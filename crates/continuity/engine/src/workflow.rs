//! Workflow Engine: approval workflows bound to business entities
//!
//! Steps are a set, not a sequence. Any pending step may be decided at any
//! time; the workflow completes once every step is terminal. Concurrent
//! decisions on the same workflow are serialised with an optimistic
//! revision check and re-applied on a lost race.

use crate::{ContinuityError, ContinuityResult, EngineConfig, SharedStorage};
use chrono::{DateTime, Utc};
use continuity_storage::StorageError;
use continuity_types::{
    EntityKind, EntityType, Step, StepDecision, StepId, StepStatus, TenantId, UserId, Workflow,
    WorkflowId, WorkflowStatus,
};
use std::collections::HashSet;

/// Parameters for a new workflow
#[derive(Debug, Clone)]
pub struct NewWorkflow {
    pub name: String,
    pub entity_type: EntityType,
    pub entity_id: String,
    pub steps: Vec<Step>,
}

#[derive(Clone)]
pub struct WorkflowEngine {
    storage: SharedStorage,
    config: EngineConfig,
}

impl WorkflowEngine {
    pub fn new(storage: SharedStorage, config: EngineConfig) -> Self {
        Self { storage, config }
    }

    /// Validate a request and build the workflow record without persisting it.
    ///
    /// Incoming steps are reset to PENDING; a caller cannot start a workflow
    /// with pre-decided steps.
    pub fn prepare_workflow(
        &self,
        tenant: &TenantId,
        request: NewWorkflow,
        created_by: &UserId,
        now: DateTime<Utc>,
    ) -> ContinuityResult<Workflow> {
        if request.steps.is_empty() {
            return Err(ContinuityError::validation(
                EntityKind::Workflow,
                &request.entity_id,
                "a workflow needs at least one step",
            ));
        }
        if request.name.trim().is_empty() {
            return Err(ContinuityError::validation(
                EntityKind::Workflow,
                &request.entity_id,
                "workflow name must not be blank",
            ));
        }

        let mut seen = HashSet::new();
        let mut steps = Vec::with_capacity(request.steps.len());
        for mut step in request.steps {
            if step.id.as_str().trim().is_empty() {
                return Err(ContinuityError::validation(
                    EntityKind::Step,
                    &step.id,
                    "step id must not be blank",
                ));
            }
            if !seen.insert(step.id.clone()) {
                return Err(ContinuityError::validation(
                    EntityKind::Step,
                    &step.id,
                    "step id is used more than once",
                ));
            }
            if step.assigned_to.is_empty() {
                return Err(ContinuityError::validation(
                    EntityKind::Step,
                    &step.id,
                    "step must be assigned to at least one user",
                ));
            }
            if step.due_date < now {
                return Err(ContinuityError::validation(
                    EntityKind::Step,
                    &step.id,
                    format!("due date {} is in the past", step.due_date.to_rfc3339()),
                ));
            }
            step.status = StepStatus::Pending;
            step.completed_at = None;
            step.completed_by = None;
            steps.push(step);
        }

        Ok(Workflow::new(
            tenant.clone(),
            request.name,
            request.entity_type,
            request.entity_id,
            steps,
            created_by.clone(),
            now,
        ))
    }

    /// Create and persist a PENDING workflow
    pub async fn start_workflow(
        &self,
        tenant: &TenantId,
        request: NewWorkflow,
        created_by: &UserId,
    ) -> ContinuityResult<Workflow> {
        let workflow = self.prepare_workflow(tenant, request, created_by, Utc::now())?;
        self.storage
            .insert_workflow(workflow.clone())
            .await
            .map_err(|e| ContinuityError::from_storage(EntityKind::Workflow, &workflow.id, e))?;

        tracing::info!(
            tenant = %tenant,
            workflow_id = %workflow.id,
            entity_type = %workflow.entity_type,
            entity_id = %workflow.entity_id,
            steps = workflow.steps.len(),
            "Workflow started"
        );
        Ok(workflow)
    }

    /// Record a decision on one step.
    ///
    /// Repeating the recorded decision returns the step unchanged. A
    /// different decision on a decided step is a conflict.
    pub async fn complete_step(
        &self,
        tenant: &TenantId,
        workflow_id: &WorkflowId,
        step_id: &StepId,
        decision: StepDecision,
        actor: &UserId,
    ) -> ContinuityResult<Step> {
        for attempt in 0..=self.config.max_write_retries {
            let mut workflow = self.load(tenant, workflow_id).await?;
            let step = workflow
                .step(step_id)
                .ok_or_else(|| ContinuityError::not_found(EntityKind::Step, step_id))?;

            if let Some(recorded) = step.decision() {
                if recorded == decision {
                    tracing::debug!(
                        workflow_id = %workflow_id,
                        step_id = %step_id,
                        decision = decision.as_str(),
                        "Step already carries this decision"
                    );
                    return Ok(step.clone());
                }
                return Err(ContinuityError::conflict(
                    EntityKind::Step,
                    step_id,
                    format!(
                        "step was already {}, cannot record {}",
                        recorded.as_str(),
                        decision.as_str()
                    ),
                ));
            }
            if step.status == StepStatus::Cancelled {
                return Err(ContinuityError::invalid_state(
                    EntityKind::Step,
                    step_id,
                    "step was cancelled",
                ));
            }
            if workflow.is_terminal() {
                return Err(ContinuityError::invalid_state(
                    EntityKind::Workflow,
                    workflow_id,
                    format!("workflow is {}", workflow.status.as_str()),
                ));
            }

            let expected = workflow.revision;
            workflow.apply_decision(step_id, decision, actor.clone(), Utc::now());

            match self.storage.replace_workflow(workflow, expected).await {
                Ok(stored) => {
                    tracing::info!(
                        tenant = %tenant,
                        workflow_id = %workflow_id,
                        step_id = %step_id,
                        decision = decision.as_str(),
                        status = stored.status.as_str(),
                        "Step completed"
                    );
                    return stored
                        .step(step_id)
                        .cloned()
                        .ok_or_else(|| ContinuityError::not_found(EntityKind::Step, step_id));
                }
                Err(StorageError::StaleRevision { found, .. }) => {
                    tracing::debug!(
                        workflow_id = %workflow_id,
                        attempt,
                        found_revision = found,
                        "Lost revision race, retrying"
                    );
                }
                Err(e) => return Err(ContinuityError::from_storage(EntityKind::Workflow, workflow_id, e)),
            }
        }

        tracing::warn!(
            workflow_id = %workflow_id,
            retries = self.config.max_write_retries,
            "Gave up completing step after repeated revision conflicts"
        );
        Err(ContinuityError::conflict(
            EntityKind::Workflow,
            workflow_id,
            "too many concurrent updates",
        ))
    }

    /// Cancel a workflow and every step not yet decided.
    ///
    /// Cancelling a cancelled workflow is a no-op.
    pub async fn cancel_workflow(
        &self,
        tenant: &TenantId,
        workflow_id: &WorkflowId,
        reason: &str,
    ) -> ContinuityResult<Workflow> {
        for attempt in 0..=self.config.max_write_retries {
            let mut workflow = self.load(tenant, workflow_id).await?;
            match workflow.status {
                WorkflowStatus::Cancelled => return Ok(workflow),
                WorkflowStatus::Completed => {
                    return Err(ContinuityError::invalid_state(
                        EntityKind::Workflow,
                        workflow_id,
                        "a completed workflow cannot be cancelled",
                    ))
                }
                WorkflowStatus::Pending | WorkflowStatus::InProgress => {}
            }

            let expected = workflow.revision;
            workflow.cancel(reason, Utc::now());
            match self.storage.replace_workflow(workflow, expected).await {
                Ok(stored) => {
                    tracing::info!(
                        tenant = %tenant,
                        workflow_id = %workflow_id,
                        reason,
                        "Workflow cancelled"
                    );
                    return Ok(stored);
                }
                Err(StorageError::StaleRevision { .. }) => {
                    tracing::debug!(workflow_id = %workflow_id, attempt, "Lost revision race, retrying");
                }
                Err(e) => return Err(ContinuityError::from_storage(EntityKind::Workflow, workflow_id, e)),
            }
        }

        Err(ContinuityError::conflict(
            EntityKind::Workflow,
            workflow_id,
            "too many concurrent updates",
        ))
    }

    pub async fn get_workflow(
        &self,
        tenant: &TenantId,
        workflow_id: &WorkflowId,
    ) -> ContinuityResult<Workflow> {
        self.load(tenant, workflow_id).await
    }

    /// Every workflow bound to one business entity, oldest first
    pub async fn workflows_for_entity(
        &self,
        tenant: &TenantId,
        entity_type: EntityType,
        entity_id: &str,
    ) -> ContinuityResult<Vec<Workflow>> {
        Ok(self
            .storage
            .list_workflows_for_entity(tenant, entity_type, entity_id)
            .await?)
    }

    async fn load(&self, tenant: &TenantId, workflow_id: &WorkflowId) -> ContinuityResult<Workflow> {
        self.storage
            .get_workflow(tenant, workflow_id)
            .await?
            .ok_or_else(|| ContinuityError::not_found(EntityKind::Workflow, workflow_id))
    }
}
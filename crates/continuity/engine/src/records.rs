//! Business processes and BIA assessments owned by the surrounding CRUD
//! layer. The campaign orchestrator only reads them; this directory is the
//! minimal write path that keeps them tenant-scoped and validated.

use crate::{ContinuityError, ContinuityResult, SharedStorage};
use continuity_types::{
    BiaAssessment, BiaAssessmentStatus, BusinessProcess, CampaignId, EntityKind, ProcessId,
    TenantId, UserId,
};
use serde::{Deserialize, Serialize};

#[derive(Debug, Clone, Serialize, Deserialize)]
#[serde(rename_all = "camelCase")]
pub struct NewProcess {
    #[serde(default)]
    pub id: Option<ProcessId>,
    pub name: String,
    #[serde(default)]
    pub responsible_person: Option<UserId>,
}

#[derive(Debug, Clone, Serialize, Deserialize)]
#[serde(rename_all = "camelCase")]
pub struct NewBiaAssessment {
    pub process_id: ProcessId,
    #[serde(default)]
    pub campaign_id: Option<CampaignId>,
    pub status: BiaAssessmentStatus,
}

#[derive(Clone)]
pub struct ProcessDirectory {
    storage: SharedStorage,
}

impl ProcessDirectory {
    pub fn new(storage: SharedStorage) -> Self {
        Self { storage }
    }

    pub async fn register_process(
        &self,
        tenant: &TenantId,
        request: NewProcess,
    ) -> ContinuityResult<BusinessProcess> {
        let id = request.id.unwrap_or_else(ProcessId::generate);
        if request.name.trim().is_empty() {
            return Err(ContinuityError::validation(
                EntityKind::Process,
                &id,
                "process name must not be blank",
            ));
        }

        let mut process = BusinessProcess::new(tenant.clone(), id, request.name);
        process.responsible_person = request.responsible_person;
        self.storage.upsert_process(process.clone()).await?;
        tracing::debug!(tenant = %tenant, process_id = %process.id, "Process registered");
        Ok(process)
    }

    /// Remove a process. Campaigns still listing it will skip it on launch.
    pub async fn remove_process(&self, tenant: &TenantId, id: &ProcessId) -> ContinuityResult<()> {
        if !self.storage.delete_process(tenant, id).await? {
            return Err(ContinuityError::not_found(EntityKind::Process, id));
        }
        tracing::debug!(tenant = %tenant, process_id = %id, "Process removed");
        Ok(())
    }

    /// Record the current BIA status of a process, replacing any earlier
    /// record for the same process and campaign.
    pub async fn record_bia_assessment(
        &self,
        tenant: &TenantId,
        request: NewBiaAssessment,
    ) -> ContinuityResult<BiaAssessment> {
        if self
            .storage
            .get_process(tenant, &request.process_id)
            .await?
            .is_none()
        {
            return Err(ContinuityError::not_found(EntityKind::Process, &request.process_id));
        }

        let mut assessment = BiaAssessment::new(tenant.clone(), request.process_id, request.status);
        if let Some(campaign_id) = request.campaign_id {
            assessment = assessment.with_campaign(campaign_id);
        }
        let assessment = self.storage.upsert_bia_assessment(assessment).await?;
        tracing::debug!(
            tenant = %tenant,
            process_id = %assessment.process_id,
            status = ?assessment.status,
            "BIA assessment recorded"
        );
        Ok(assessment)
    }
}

________________________

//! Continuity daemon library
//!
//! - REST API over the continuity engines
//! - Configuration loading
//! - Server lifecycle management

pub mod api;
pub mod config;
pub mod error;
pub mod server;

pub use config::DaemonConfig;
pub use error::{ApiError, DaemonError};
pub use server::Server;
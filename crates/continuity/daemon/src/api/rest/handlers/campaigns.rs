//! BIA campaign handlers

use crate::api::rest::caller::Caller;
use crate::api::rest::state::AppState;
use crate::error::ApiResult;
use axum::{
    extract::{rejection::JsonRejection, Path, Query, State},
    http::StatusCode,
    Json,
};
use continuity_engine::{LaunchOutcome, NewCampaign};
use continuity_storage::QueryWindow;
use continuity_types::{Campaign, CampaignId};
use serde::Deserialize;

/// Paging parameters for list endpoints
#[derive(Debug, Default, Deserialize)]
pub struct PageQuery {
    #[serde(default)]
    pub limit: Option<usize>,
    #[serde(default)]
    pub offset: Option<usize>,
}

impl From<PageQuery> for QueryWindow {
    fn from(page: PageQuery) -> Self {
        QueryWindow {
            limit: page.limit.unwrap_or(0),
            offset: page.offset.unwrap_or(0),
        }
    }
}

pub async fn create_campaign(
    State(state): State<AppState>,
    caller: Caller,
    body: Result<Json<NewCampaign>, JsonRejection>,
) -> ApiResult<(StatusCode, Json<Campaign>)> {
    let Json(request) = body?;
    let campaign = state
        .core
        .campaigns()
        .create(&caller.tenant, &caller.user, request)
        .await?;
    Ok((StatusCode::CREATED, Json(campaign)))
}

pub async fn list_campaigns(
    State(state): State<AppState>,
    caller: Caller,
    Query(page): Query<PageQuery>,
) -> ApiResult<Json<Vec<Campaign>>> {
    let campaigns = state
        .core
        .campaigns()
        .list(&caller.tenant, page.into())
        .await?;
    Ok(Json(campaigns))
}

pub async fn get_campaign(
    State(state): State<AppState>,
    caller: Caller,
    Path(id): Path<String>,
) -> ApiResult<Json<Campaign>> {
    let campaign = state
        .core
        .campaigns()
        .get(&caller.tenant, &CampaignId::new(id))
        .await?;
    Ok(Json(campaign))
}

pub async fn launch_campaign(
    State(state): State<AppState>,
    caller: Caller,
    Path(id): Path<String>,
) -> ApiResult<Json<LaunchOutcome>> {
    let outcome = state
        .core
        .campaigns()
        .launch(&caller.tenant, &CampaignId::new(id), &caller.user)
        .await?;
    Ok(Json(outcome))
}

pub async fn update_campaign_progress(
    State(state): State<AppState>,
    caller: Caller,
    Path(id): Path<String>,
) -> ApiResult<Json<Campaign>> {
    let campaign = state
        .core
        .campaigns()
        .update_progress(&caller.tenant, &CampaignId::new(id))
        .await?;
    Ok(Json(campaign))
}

________________________

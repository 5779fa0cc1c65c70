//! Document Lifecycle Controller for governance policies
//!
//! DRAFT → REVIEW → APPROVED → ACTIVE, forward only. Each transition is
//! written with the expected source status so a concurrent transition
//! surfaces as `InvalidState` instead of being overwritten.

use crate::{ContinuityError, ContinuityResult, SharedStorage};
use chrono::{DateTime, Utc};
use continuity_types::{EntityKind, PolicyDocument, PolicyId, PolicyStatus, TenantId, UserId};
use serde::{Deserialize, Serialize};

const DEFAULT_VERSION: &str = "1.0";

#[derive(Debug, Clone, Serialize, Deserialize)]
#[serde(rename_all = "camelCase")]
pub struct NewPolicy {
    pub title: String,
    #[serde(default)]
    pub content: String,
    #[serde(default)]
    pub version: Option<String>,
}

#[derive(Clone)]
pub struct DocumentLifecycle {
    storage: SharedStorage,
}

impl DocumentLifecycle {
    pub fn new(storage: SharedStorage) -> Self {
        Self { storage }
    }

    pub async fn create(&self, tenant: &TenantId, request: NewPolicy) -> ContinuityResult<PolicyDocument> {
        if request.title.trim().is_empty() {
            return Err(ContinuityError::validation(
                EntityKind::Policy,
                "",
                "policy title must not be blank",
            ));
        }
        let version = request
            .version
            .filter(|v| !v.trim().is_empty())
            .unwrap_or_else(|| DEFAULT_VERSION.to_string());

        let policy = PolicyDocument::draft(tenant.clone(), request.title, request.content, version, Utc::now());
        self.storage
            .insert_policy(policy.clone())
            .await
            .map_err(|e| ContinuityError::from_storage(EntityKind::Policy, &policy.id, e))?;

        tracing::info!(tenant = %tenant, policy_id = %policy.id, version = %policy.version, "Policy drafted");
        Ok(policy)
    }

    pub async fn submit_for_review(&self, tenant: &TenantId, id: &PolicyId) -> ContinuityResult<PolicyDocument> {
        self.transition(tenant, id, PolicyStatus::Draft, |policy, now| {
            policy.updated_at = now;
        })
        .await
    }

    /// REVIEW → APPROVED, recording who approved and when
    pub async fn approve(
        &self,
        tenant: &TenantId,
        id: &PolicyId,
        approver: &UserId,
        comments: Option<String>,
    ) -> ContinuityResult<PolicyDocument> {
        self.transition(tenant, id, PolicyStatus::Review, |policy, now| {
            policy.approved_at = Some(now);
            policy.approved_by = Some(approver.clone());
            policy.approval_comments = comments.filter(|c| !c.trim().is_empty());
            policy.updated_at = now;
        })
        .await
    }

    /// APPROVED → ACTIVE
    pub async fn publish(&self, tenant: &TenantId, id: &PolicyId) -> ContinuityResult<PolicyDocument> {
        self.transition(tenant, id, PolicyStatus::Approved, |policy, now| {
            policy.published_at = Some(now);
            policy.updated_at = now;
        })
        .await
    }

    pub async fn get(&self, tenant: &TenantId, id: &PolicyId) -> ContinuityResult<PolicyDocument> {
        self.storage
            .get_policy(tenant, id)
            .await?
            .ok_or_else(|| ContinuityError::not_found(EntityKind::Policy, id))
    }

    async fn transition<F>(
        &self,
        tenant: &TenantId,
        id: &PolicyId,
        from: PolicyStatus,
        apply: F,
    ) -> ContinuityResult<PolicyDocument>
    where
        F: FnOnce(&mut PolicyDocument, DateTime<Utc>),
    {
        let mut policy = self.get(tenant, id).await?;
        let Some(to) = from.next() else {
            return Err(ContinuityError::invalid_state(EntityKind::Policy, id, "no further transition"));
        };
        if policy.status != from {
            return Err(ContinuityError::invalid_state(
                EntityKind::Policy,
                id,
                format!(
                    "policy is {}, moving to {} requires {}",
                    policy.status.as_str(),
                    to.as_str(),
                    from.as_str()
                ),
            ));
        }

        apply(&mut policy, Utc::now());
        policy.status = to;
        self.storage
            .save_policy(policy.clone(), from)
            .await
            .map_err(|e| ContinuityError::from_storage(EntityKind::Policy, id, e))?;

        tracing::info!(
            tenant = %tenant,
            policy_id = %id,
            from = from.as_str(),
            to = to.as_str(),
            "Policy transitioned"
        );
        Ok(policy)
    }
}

________________________

* What you have to do
Please copy each line of the entries in which the word "HashSet" shows up.

* Answer for the task
use std::collections::HashSet;
        let mut seen = HashSet::new();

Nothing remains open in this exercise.